4 Pillars of the “Infrastructure from Code”
Part Three: Deployment Locations; IfC Mission Elaborated
In this series, I’m trying to answer the question: “Precisely what kind of problems is IfC trying to solve?”
Acknowledgements
Many thanks to Shruti Kukkar for the valuable feedback on the early draft of this paper.
Introduction
In Part One of this series I suggested the following mission statement for Infrastructure of Code solutions: “To ensure an automatic conversion of cloud-neutral application code into a coordinated set of cloud-specific assets using operational feedback as an input wherever appropriate”.
In attempt to clarify what does exactly this mean, the following diagram was introduced:
In Part One I analyzed 4 different types of interactions with cloud services (aka four pillars of IfC): Acquisition, Configuration, Consumption, and Operation.

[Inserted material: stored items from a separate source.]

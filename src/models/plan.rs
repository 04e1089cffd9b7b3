//! Allocation plan (solution) model.
//!
//! A plan is the transient result of one allocation request. It is never
//! stored by the registry; callers discard it whenever the registry changes.

use serde::{Deserialize, Serialize};

use super::Classroom;
use crate::error::ValidationError;

/// A classroom together with the seats one plan assigned to it.
#[derive(Debug, Clone, PartialEq, Eq, Serialize, Deserialize)]
#[serde(try_from = "AllocatedRoomRecord")]
pub struct AllocatedRoom {
    /// The room being used.
    #[serde(flatten)]
    pub classroom: Classroom,
    /// Seats assigned in this room (1..=capacity).
    pub allocated_seats: u32,
}

/// The ordered result of one allocation request.
///
/// Rooms appear in the order the allocator consumed them: ascending floor,
/// then registry insertion order.
#[derive(Debug, Clone, PartialEq, Eq, Serialize, Deserialize)]
#[serde(from = "AllocationPlanRecord")]
pub struct AllocationPlan {
    /// Requested number of students.
    pub total_students: u64,
    /// Number of rooms that received at least one seat.
    pub rooms_used: usize,
    /// Rooms in consumption order.
    pub allocated_rooms: Vec<AllocatedRoom>,
}

/// Wire form of an allocated room; seats are checked against capacity.
#[derive(Deserialize)]
struct AllocatedRoomRecord {
    #[serde(flatten)]
    classroom: Classroom,
    allocated_seats: u32,
}

impl TryFrom<AllocatedRoomRecord> for AllocatedRoom {
    type Error = ValidationError;

    fn try_from(record: AllocatedRoomRecord) -> Result<Self, Self::Error> {
        if record.allocated_seats == 0 || record.allocated_seats > record.classroom.capacity() {
            return Err(ValidationError::InvalidAllocatedSeats(
                record.classroom.room_id().to_string(),
            ));
        }
        Ok(Self::new(record.classroom, record.allocated_seats))
    }
}

/// Wire form of a plan; `rooms_used` is recomputed from the rooms.
#[derive(Deserialize)]
struct AllocationPlanRecord {
    total_students: u64,
    allocated_rooms: Vec<AllocatedRoom>,
}

impl From<AllocationPlanRecord> for AllocationPlan {
    fn from(record: AllocationPlanRecord) -> Self {
        Self::new(record.total_students, record.allocated_rooms)
    }
}

impl AllocatedRoom {
    /// Creates an allocated room.
    pub fn new(classroom: Classroom, allocated_seats: u32) -> Self {
        Self {
            classroom,
            allocated_seats,
        }
    }

    /// Room identifier.
    pub fn room_id(&self) -> &str {
        self.classroom.room_id()
    }

    /// Room capacity.
    pub fn capacity(&self) -> u32 {
        self.classroom.capacity()
    }

    /// Room floor.
    pub fn floor_no(&self) -> u32 {
        self.classroom.floor_no()
    }

    /// Near-washroom flag of the room.
    pub fn near_washroom(&self) -> bool {
        self.classroom.near_washroom()
    }

    /// Seats left empty in this room.
    #[inline]
    pub fn spare_seats(&self) -> u32 {
        self.capacity().saturating_sub(self.allocated_seats)
    }

    /// Whether every seat in the room is taken.
    #[inline]
    pub fn is_full(&self) -> bool {
        self.allocated_seats == self.capacity()
    }
}

impl AllocationPlan {
    /// Creates a plan from rooms in consumption order.
    pub fn new(total_students: u64, allocated_rooms: Vec<AllocatedRoom>) -> Self {
        Self {
            total_students,
            rooms_used: allocated_rooms.len(),
            allocated_rooms,
        }
    }

    /// Sum of seats assigned across all rooms.
    pub fn seats_allocated(&self) -> u64 {
        self.allocated_rooms
            .iter()
            .map(|r| u64::from(r.allocated_seats))
            .sum()
    }

    /// Finds the allocation for a room.
    pub fn room(&self, room_id: &str) -> Option<&AllocatedRoom> {
        self.allocated_rooms.iter().find(|r| r.room_id() == room_id)
    }

    /// Iterates rooms in consumption order.
    pub fn iter(&self) -> std::slice::Iter<'_, AllocatedRoom> {
        self.allocated_rooms.iter()
    }
}

impl<'a> IntoIterator for &'a AllocationPlan {
    type Item = &'a AllocatedRoom;
    type IntoIter = std::slice::Iter<'a, AllocatedRoom>;

    fn into_iter(self) -> Self::IntoIter {
        self.iter()
    }
}
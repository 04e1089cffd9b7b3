//! Seat planning session.
//!
//! `SeatPlanner` is the caller-owned state a front end keeps: the registry
//! plus the most recently computed plan. Any registry mutation discards the
//! cached plan; a failed allocation keeps the previous one.

use crate::allocation::{self, PlanSummary};
use crate::error::{AllocationError, ValidationError};
use crate::models::{AllocationPlan, Classroom, ClassroomInput};
use crate::registry::Registry;

/// Registry plus the last computed plan.
///
/// # Example
///
/// ```
/// use exam_seating::models::ClassroomInput;
/// use exam_seating::planner::SeatPlanner;
///
/// let mut planner = SeatPlanner::new();
/// planner.add_classroom(ClassroomInput::new("R1", 30, 0)).unwrap();
/// planner.allocate(25).unwrap();
/// assert!(planner.last_plan().is_some());
///
/// planner.delete_classroom("R1");
/// assert!(planner.last_plan().is_none());
/// ```
#[derive(Debug, Clone, Default)]
pub struct SeatPlanner {
    registry: Registry,
    last_plan: Option<AllocationPlan>,
}

impl SeatPlanner {
    /// Creates a planner over an empty registry.
    pub fn new() -> Self {
        Self::default()
    }

    /// Creates a planner over an existing registry.
    pub fn with_registry(registry: Registry) -> Self {
        Self {
            registry,
            last_plan: None,
        }
    }

    /// Adds a classroom. On success the cached plan is discarded.
    pub fn add_classroom(
        &mut self,
        input: ClassroomInput,
    ) -> Result<&[Classroom], ValidationError> {
        self.registry.add(input)?;
        self.last_plan = None;
        Ok(self.registry.classrooms())
    }

    /// Deletes a classroom by ID and discards the cached plan.
    pub fn delete_classroom(&mut self, room_id: &str) -> &[Classroom] {
        self.last_plan = None;
        self.registry.delete(room_id)
    }

    /// Classrooms by ascending floor.
    pub fn list_classrooms(&self) -> Vec<&Classroom> {
        self.registry.list()
    }

    /// Allocates against the current registry and caches the plan.
    ///
    /// On failure the previously cached plan is left in place.
    pub fn allocate(&mut self, students_count: i64) -> Result<&AllocationPlan, AllocationError> {
        let plan = self.registry.allocate(students_count)?;
        Ok(&*self.last_plan.insert(plan))
    }

    /// Like [`allocate`](Self::allocate), with the count as integer-like text.
    pub fn allocate_text(&mut self, students: &str) -> Result<&AllocationPlan, AllocationError> {
        let plan = allocation::allocate_text(self.registry.classrooms(), students)?;
        Ok(&*self.last_plan.insert(plan))
    }

    /// The plan computed since the last registry change, if any.
    pub fn last_plan(&self) -> Option<&AllocationPlan> {
        self.last_plan.as_ref()
    }

    /// Summary of the cached plan.
    pub fn last_summary(&self) -> Option<PlanSummary> {
        self.last_plan.as_ref().map(PlanSummary::calculate)
    }

    /// Read access to the registry.
    pub fn registry(&self) -> &Registry {
        &self.registry
    }

    /// Consumes the planner, returning its registry.
    pub fn into_registry(self) -> Registry {
        self.registry
    }
}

In Part Two, I took a closer look at different types of cloud services, vendors, and different types of APIs to communicate with cloud services.
In this Part Three, I’m going to analyze different deployment location options, using AWS offerings as an example and paying a special attention to sustainability factor of each option. I’m also going to provide a more elaborated version of the IfC mission.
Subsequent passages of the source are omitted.